Point eight, and this is super interesting. Zoom quadrupled during COVID from one billion to four billion again in one year, incredible, but the gains are not even. This is super interesting. Zoom won more than the others. WebEx grew, even Citrix GoToMeeting, which we think of as a… I don’t even see it much in the wild anymore. It grew RingCentral has a competitive product, RingCentral and Zoom used to be partners, now they’re more competitors between phone and screen-sharing. RingCentral grew, 8×8 grew.

Some others… Even Skype grew, but Zoom grew more. Zoom grew much faster on both a relative and absolute basis, and its competitors did. So it’s interesting that the COVID benefits were not evenly distributed, and interestingly Slack grew very nicely during COVID, but again, Discord, which is sort of more of the consumer version of it, it quadrupled, and Slack grew nicely, but it did not quadruple the way Zoom did. So the COVID benefits are not evenly distributed. And I don’t know why for sure, Zoom group more than the others, but it’s a reminder that brands matter. It’s a reminder that we don’t have time. Most of us don’t have time to test UberConference and Skype and RingCentral and bake-off 11 vendors. Most of us just trust brands. Very few of us even have time to do a bake-off between two vendors. So brands matter and brands matter even more than ever as you scale because they’re proxies for trust, and Zoom benefited far more than its competitors set from COVID.

And the last point nine, and this is a shame for us for the future. Zoom is predicting 42% growth next year or the coming year, the coming year after COVID, and 42% at four billion in ARR is still basically unprecedented okay? Almost no one grows 42% at four billion ARR. So Zoom is an epic company, a generational company, but it is interesting that they’re predicting 42% after a year in which they grew 400%. So what is Zoom saying? Zoom is saying the COVID boost is real. We’re still… And we’re going to come out of this and we’re still going to grow like a rocket ship. Adding 42% on top of four billion in ARR. Let that sink in a minute.

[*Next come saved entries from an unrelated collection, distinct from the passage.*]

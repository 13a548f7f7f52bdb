//! Structured logging setup.

use crate::config::{LogConfig, LogFormat};
use tracing::Subscriber;
use tracing_subscriber::fmt::MakeWriter;
use tracing_subscriber::EnvFilter;

/// Installs the global `tracing` subscriber.
///
/// `RUST_LOG` overrides the configured level. Returns false if a subscriber
/// was already installed, in which case the existing one stays in place.
pub fn init_logging(config: &LogConfig) -> bool {
    let env_filter =
        EnvFilter::try_from_default_env().unwrap_or_else(|_| EnvFilter::new(&config.level));
    tracing::subscriber::set_global_default(subscriber(env_filter, config.format, std::io::stdout))
        .is_ok()
}

fn subscriber<W>(filter: EnvFilter, format: LogFormat, writer: W) -> Box<dyn Subscriber + Send + Sync>
where
    W: for<'w> MakeWriter<'w> + Send + Sync + 'static,
{
    let builder = tracing_subscriber::fmt()
        .with_env_filter(filter)
        .with_target(false)
        .with_writer(writer);

    match format {
        LogFormat::Pretty => Box::new(builder.finish()),
        LogFormat::Json => Box::new(
            builder
                .json()
                .with_current_span(true)
                .with_span_list(false)
                .finish(),
        ),
    }
}
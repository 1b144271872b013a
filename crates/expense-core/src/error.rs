//! Error types for expense ledger operations.
//!
//! Errors carry user-presentable messages at the core level; the CLI
//! layer decides whether a failure is printed and forgotten (validation,
//! constraint) or aborts the process (connectivity, storage).

use thiserror::Error;

/// Result type alias for expense ledger operations.
pub type Result<T> = std::result::Result<T, ExpenseError>;

/// Core error type for expense ledger operations.
#[derive(Debug, Error)]
pub enum ExpenseError {
    /// Malformed user input (amount, memo, id)
    #[error("{0}")]
    Validation(String),

    /// Row rejected by a database constraint
    #[error("{0}")]
    Constraint(String),

    /// Database unreachable or schema bootstrap failed
    #[error("Unable to open the expense database: {0}")]
    Connectivity(String),

    /// Storage backend error
    #[error("Storage error: {0}")]
    Storage(String),
}

impl ExpenseError {
    /// Whether this failure should be reported to the user and swallowed
    /// rather than aborting the process.
    pub fn is_user_error(&self) -> bool {
        matches!(
            self,
            ExpenseError::Validation(_) | ExpenseError::Constraint(_)
        )
    }
}

impl From<rusqlite::Error> for ExpenseError {
    fn from(err: rusqlite::Error) -> Self {
        match err {
            rusqlite::Error::SqliteFailure(code, ref message)
                if code.code == rusqlite::ErrorCode::ConstraintViolation =>
            {
                ExpenseError::Constraint(
                    message
                        .clone()
                        .unwrap_or_else(|| "constraint violation".to_string()),
                )
            }
            other => ExpenseError::Storage(other.to_string()),
        }
    }
}

impl From<std::io::Error> for ExpenseError {
    fn from(err: std::io::Error) -> Self {
        ExpenseError::Storage(err.to_string())
    }
}
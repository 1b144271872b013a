use expense_core::ExpenseStore;

use crate::cli::ListArgs;
use crate::output::print_expense_list;

pub fn handle_list(store: &ExpenseStore, args: &ListArgs) -> anyhow::Result<()> {
    let expenses = store.list()?;
    print_expense_list(&expenses, args.json)
}
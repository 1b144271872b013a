use expense_core::ExpenseStore;

use crate::cli::SearchArgs;
use crate::output::print_expense_list;

pub fn handle_search(store: &ExpenseStore, args: &SearchArgs) -> anyhow::Result<()> {
    let Some(ref query) = args.query else {
        println!("You must provide a memo.");
        return Ok(());
    };

    let expenses = store.search(query)?;
    print_expense_list(&expenses, args.json)
}
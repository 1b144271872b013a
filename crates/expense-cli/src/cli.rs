use clap::{Args, Parser, Subcommand};

use expense_core::VERSION;

/// Expense - an expense recording system
#[derive(Parser)]
#[command(name = "expense")]
#[command(version = VERSION, about = "An expense recording system", long_about = None)]
pub struct Cli {
    /// Path to the expense database file
    #[arg(short, long, global = true, env = "EXPENSE_DB")]
    pub db: Option<String>,

    #[command(subcommand)]
    pub command: Option<Commands>,
}

/// Arguments for the `add` command
#[derive(Args)]
pub struct AddArgs {
    /// Amount spent (positive, up to 2 decimal places)
    #[arg(value_name = "AMOUNT", allow_hyphen_values = true)]
    pub amount: Option<String>,

    /// Description of the expense
    #[arg(value_name = "MEMO")]
    pub memo: Option<String>,
}

/// Arguments for the `list` command
#[derive(Args)]
pub struct ListArgs {
    /// Output as JSON
    #[arg(long)]
    pub json: bool,
}

/// Arguments for the `search` command
#[derive(Args)]
pub struct SearchArgs {
    /// Memo text to search for (case-insensitive substring)
    #[arg(value_name = "QUERY")]
    pub query: Option<String>,

    /// Output as JSON
    #[arg(long)]
    pub json: bool,
}

/// Arguments for the `delete` command
#[derive(Args)]
pub struct DeleteArgs {
    /// Id of the expense to remove
    #[arg(value_name = "NUMBER", allow_hyphen_values = true)]
    pub id: Option<String>,
}

/// Arguments for the `clear` command
#[derive(Args)]
pub struct ClearArgs {
    /// Skip the confirmation prompt
    #[arg(long)]
    pub force: bool,
}

#[derive(Subcommand)]
pub enum Commands {
    /// Record a new expense
    Add(AddArgs),

    /// List all expenses
    List(ListArgs),

    /// List expenses with a matching memo field
    Search(SearchArgs),

    /// Remove an expense by id
    Delete(DeleteArgs),

    /// Delete all expenses
    Clear(ClearArgs),

    // Anything unrecognized falls through to the usage text
    #[command(external_subcommand)]
    Other(Vec<String>),
}
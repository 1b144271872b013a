//! # Expense Core
//!
//! Core library for Expense - a CLI personal expense ledger.
//!
//! This crate provides the domain model, error taxonomy, and the
//! SQLite-backed ledger store independent of the CLI interface.
//!
//! ## Architecture
//!
//! - **amount**: exact decimal currency amounts (integer cents)
//! - **store**: schema bootstrap and the five ledger operations
//!   (add, list, search, delete-one, delete-all)
//! - **error**: error taxonomy shared across the workspace

pub mod amount;
pub mod error;
pub mod store;

pub use amount::Amount;
pub use error::{ExpenseError, Result};
pub use store::{Expense, ExpenseStore};

/// Core version information
pub const VERSION: &str = env!("CARGO_PKG_VERSION");
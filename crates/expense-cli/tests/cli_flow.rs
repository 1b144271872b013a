use std::io::Write;
use std::path::{Path, PathBuf};
use std::process::{Command, Output, Stdio};

use tempfile::TempDir;

const HELP: &str = "An expense recording system

Commands:

add AMOUNT MEMO - record a new expense
clear - delete all expenses
list - list all expenses
delete NUMBER - remove expense with id NUMBER
search QUERY - list expenses with a matching memo field
";

fn bin() -> PathBuf {
    PathBuf::from(env!("CARGO_BIN_EXE_expense"))
}

fn scratch_db() -> (TempDir, PathBuf) {
    let dir = tempfile::tempdir().expect("create temp dir");
    let db = dir.path().join("expense.db");
    (dir, db)
}

fn expense(db: &Path, args: &[&str]) -> Output {
    Command::new(bin())
        .env("EXPENSE_DB", db)
        .args(args)
        .output()
        .expect("binary should run")
}

fn stdout(output: &Output) -> String {
    assert!(output.status.success(), "command failed: {:?}", output);
    String::from_utf8(output.stdout.clone()).expect("stdout should be utf-8")
}

/// Run `expense clear` feeding `answer` on stdin.
fn clear_with_input(db: &Path, answer: &str) -> String {
    let mut child = Command::new(bin())
        .env("EXPENSE_DB", db)
        .arg("clear")
        .stdin(Stdio::piped())
        .stdout(Stdio::piped())
        .spawn()
        .expect("binary should spawn");
    child
        .stdin
        .as_mut()
        .expect("stdin should be piped")
        .write_all(answer.as_bytes())
        .expect("write stdin");
    let output = child.wait_with_output().expect("binary should exit");
    stdout(&output)
}

fn today() -> String {
    chrono::Local::now().date_naive().to_string()
}

#[test]
fn test_no_command_prints_help() {
    let (_dir, db) = scratch_db();
    assert_eq!(stdout(&expense(&db, &[])), HELP);
}

#[test]
fn test_unknown_command_prints_help() {
    let (_dir, db) = scratch_db();
    assert_eq!(stdout(&expense(&db, &["frobnicate"])), HELP);
}

#[test]
fn test_list_on_empty_table() {
    let (_dir, db) = scratch_db();
    assert_eq!(stdout(&expense(&db, &["list"])), "There are no expenses.\n");
}

#[test]
fn test_add_then_list_single_row_has_no_total() {
    let (_dir, db) = scratch_db();

    assert_eq!(stdout(&expense(&db, &["add", "10.00", "lunch"])), "");

    let expected = format!(
        "There is one expense.\n  1 | {} |        10.00 | lunch\n",
        today()
    );
    assert_eq!(stdout(&expense(&db, &["list"])), expected);
}

#[test]
fn test_list_two_rows_prints_total() {
    let (_dir, db) = scratch_db();

    expense(&db, &["add", "5.00", "coffee"]);
    expense(&db, &["add", "7.50", "sandwich"]);

    let output = stdout(&expense(&db, &["list"]));
    let lines: Vec<&str> = output.lines().collect();
    assert_eq!(lines[0], "There are 2 expenses.");
    assert_eq!(lines[3], "-".repeat(50));
    assert_eq!(lines[4], format!("Total {:>25}", "12.50"));
}

#[test]
fn test_add_missing_memo() {
    let (_dir, db) = scratch_db();
    assert_eq!(
        stdout(&expense(&db, &["add", "10.00"])),
        "You must provide an amount and memo.\n"
    );
    assert_eq!(stdout(&expense(&db, &["list"])), "There are no expenses.\n");
}

#[test]
fn test_add_rejects_bad_amounts() {
    let (_dir, db) = scratch_db();

    for amount in ["ten", "-5", "1.234"] {
        let output = stdout(&expense(&db, &["add", amount, "memo"]));
        assert!(
            output.contains("is not a valid amount"),
            "unexpected output for {:?}: {}",
            amount,
            output
        );
    }

    assert_eq!(
        stdout(&expense(&db, &["add", "0.00", "memo"])),
        "The amount must be at least 0.01.\n"
    );
    assert_eq!(stdout(&expense(&db, &["list"])), "There are no expenses.\n");
}

#[test]
fn test_search_filters_case_insensitively() {
    let (_dir, db) = scratch_db();

    expense(&db, &["add", "12.00", "Lunch with Bob"]);
    expense(&db, &["add", "30.00", "Dinner"]);

    let output = stdout(&expense(&db, &["search", "lunch"]));
    assert!(output.starts_with("There is one expense.\n"));
    assert!(output.contains("Lunch with Bob"));
    assert!(!output.contains("Dinner"));
}

#[test]
fn test_search_missing_query() {
    let (_dir, db) = scratch_db();
    assert_eq!(
        stdout(&expense(&db, &["search"])),
        "You must provide a memo.\n"
    );
}

#[test]
fn test_delete_existing_prints_the_row_once() {
    let (_dir, db) = scratch_db();

    expense(&db, &["add", "3.25", "bagel"]);

    let output = stdout(&expense(&db, &["delete", "1"]));
    let expected = format!(
        "The following expense has been deleted:\n  1 | {} |         3.25 | bagel\n",
        today()
    );
    assert_eq!(output, expected);
    assert_eq!(stdout(&expense(&db, &["list"])), "There are no expenses.\n");
}

#[test]
fn test_delete_unknown_id() {
    let (_dir, db) = scratch_db();

    expense(&db, &["add", "3.25", "bagel"]);

    assert_eq!(
        stdout(&expense(&db, &["delete", "42"])),
        "There is no expense with id '42'.\n"
    );
    let output = stdout(&expense(&db, &["list"]));
    assert!(output.starts_with("There is one expense.\n"));
}

#[test]
fn test_delete_missing_and_invalid_id() {
    let (_dir, db) = scratch_db();

    expense(&db, &["add", "3.25", "bagel"]);

    assert_eq!(
        stdout(&expense(&db, &["delete"])),
        "You must provide an expense ID.\n"
    );
    assert_eq!(
        stdout(&expense(&db, &["delete", "bagel"])),
        "'bagel' is not a valid expense ID.\n"
    );
    let output = stdout(&expense(&db, &["list"]));
    assert!(output.starts_with("There is one expense.\n"));
}

#[test]
fn test_clear_declined_keeps_rows() {
    let (_dir, db) = scratch_db();

    expense(&db, &["add", "1.00", "keep me"]);

    let output = clear_with_input(&db, "n\n");
    assert_eq!(
        output,
        "This will remove all expenses. Are you sure? (enter y to confirm)\n"
    );
    let listing = stdout(&expense(&db, &["list"]));
    assert!(listing.contains("keep me"));
}

#[test]
fn test_clear_confirmed_deletes_everything() {
    let (_dir, db) = scratch_db();

    expense(&db, &["add", "1.00", "one"]);
    expense(&db, &["add", "2.00", "two"]);

    // Uppercase Y counts as confirmation.
    let output = clear_with_input(&db, "Y\n");
    assert!(output.ends_with("All expenses have been deleted.\n"));
    assert_eq!(stdout(&expense(&db, &["list"])), "There are no expenses.\n");
}

#[test]
fn test_clear_force_skips_the_prompt() {
    let (_dir, db) = scratch_db();

    expense(&db, &["add", "1.00", "one"]);

    assert_eq!(
        stdout(&expense(&db, &["clear", "--force"])),
        "All expenses have been deleted.\n"
    );
}

#[test]
fn test_list_json_output() {
    let (_dir, db) = scratch_db();

    expense(&db, &["add", "10.50", "lunch"]);

    let output = stdout(&expense(&db, &["list", "--json"]));
    let values: serde_json::Value =
        serde_json::from_str(&output).expect("output should be valid JSON");
    assert_eq!(values[0]["amount"], "10.50");
    assert_eq!(values[0]["memo"], "lunch");
}
//! SQLite-backed ledger store.
//!
//! The store holds only the database path. Every operation opens its own
//! scoped connection and runs in auto-commit; the connection is released
//! on every exit path when it drops. There is no pooling and no
//! multi-statement transaction spanning operations.

mod row;
mod types;

use std::path::{Path, PathBuf};

use chrono::Local;
use rusqlite::{Connection, OptionalExtension};

use crate::amount::Amount;
use crate::error::{ExpenseError, Result};

use row::ExpenseRow;
pub use types::Expense;

const SELECT_COLUMNS: &str = "SELECT id, amount_cents, memo, created_on FROM expenses";

/// SQLite-backed expense ledger.
pub struct ExpenseStore {
    path: PathBuf,
}

impl ExpenseStore {
    /// Create a store handle for the database at `path`.
    ///
    /// No connection is made until an operation runs; call
    /// [`bootstrap`](Self::bootstrap) once at startup.
    pub fn new(path: impl Into<PathBuf>) -> Self {
        Self { path: path.into() }
    }

    /// The database path this store operates on.
    pub fn path(&self) -> &Path {
        &self.path
    }

    fn connect(&self) -> Result<Connection> {
        Connection::open(&self.path)
            .map_err(|e| ExpenseError::Connectivity(format!("{}: {}", self.path.display(), e)))
    }

    /// Ensure the expenses table exists.
    ///
    /// Idempotent; safe to call on every startup. A failure here is
    /// fatal to the caller since no other operation can succeed.
    pub fn bootstrap(&self) -> Result<()> {
        let conn = self.connect()?;

        let exists: Option<String> = conn
            .query_row(
                "SELECT name FROM sqlite_master WHERE type = 'table' AND name = 'expenses'",
                [],
                |row| row.get(0),
            )
            .optional()?;

        if exists.is_none() {
            conn.execute_batch(
                r#"
                CREATE TABLE expenses (
                    id           INTEGER PRIMARY KEY AUTOINCREMENT,
                    amount_cents INTEGER NOT NULL CHECK (amount_cents BETWEEN 1 AND 999999),
                    memo         TEXT NOT NULL,
                    created_on   TEXT NOT NULL
                );
                "#,
            )
            .map_err(|e| ExpenseError::Connectivity(format!("schema bootstrap failed: {}", e)))?;
        }

        Ok(())
    }

    /// Insert a new expense dated today, returning its id.
    pub fn add(&self, amount: Amount, memo: &str) -> Result<i64> {
        if memo.trim().is_empty() {
            return Err(ExpenseError::Validation(
                "The memo must not be empty.".to_string(),
            ));
        }

        let conn = self.connect()?;
        let created_on = Local::now().date_naive();

        conn.execute(
            "INSERT INTO expenses (amount_cents, memo, created_on) VALUES (?1, ?2, ?3)",
            (amount.cents(), memo, created_on.to_string()),
        )
        .map_err(|err| match err {
            // The only check constraint on the table is the amount floor;
            // the 9999.99 ceiling is already enforced by Amount::parse.
            rusqlite::Error::SqliteFailure(code, _)
                if code.code == rusqlite::ErrorCode::ConstraintViolation =>
            {
                ExpenseError::Constraint("The amount must be at least 0.01.".to_string())
            }
            other => other.into(),
        })?;

        Ok(conn.last_insert_rowid())
    }

    /// All expenses, oldest first (ties broken by insertion order).
    pub fn list(&self) -> Result<Vec<Expense>> {
        let conn = self.connect()?;
        let query = format!("{} ORDER BY created_on ASC, id ASC", SELECT_COLUMNS);
        let mut stmt = conn.prepare(&query)?;
        let rows = stmt.query_map([], |row| {
            Ok(ExpenseRow {
                id: row.get(0)?,
                amount_cents: row.get(1)?,
                memo: row.get(2)?,
                created_on: row.get(3)?,
            })
        })?;

        let mut expenses = Vec::new();
        for row in rows {
            expenses.push(row?.try_into()?);
        }
        Ok(expenses)
    }

    /// Expenses whose memo contains `query` as a case-insensitive
    /// substring, in the same order as [`list`](Self::list).
    ///
    /// The query is treated literally; `%` and `_` have no special
    /// meaning.
    pub fn search(&self, query: &str) -> Result<Vec<Expense>> {
        let conn = self.connect()?;
        let sql = format!(
            "{} WHERE instr(lower(memo), lower(?1)) > 0 ORDER BY created_on ASC, id ASC",
            SELECT_COLUMNS
        );
        let mut stmt = conn.prepare(&sql)?;
        let rows = stmt.query_map([query], |row| {
            Ok(ExpenseRow {
                id: row.get(0)?,
                amount_cents: row.get(1)?,
                memo: row.get(2)?,
                created_on: row.get(3)?,
            })
        })?;

        let mut expenses = Vec::new();
        for row in rows {
            expenses.push(row?.try_into()?);
        }
        Ok(expenses)
    }

    /// Delete the expense with `id`, returning the removed row.
    ///
    /// Returns `Ok(None)` if no such expense exists; not-found is not an
    /// error.
    pub fn delete(&self, id: i64) -> Result<Option<Expense>> {
        let conn = self.connect()?;
        let query = format!("{} WHERE id = ?1", SELECT_COLUMNS);
        let row = conn
            .query_row(&query, [id], |row| {
                Ok(ExpenseRow {
                    id: row.get(0)?,
                    amount_cents: row.get(1)?,
                    memo: row.get(2)?,
                    created_on: row.get(3)?,
                })
            })
            .optional()?;

        let Some(row) = row else {
            return Ok(None);
        };

        conn.execute("DELETE FROM expenses WHERE id = ?1", [id])?;
        Ok(Some(row.try_into()?))
    }

    /// Delete every expense, returning how many were removed.
    pub fn delete_all(&self) -> Result<usize> {
        let conn = self.connect()?;
        let deleted = conn.execute("DELETE FROM expenses", [])?;
        Ok(deleted)
    }
}
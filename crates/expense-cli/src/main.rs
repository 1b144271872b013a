//! Expense CLI - an expense recording system.
//!
//! This is the command-line interface for Expense. It maps each
//! invocation to exactly one ledger store operation, or prints the
//! usage text.

mod app;
mod cli;
mod commands;
mod config;
mod output;
mod prompt;

use clap::Parser;

use cli::{Cli, Commands};

fn main() -> anyhow::Result<()> {
    let cli = Cli::parse();

    // Schema bootstrap runs on every startup, before dispatch; if the
    // database is unreachable nothing below can succeed.
    let store = app::open_store(&cli)?;

    match cli.command {
        Some(Commands::Add(ref args)) => commands::add::handle_add(&store, args),
        Some(Commands::List(ref args)) => commands::list::handle_list(&store, args),
        Some(Commands::Search(ref args)) => commands::search::handle_search(&store, args),
        Some(Commands::Delete(ref args)) => commands::delete::handle_delete(&store, args),
        Some(Commands::Clear(ref args)) => commands::clear::handle_clear(&store, args),
        Some(Commands::Other(_)) | None => {
            output::print_help();
            Ok(())
        }
    }
}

That means Zoom still says, look, we’re going to add $1.6 billion in new bookings in the next 12 months. They’re adding 1.6 billion of new ARR in the next 12 months. It’s really jaw-dropping, especially since it’s organic, right? So many folks like Salesforce have grown inorganically, but it’s also saying that the massive boost is of course behind us, as we know, right? So Zoom is saying growth will be huge next year, but at 42%, it’s coming back to normalcy. We’re coming back to normal types of growth rates for SaaS and enterprise software, which is what you expect, and 42% is crazy, but it’s not the 400%. Sometimes you can get the math confused. 300 or 400%. It’s not the quadrupling of last year. It’s growing an epic, but normal-ish, normal-ish 42% next year. Incredible. Anyhow, Zoom is someone to learn from.

And sometimes we think it’s too big, but actually, break this down, go monthly, follow your customers internationally, where they are, let your customers by how they want to. Zoom is a reminder, we can go both enterprise and small business at the same time, right? And Zoom is a reminder that the winners in the market sometimes benefit even more than the rest of the pack. So, do one of them. Leverage your brand, leverage your customer happiness, get that incredible 130% net revenue retention that Zoom has from small businesses over 11 quarters in a row. Be the product folks love, lean into that, and maybe you’ll see some of the same magic as Zoom.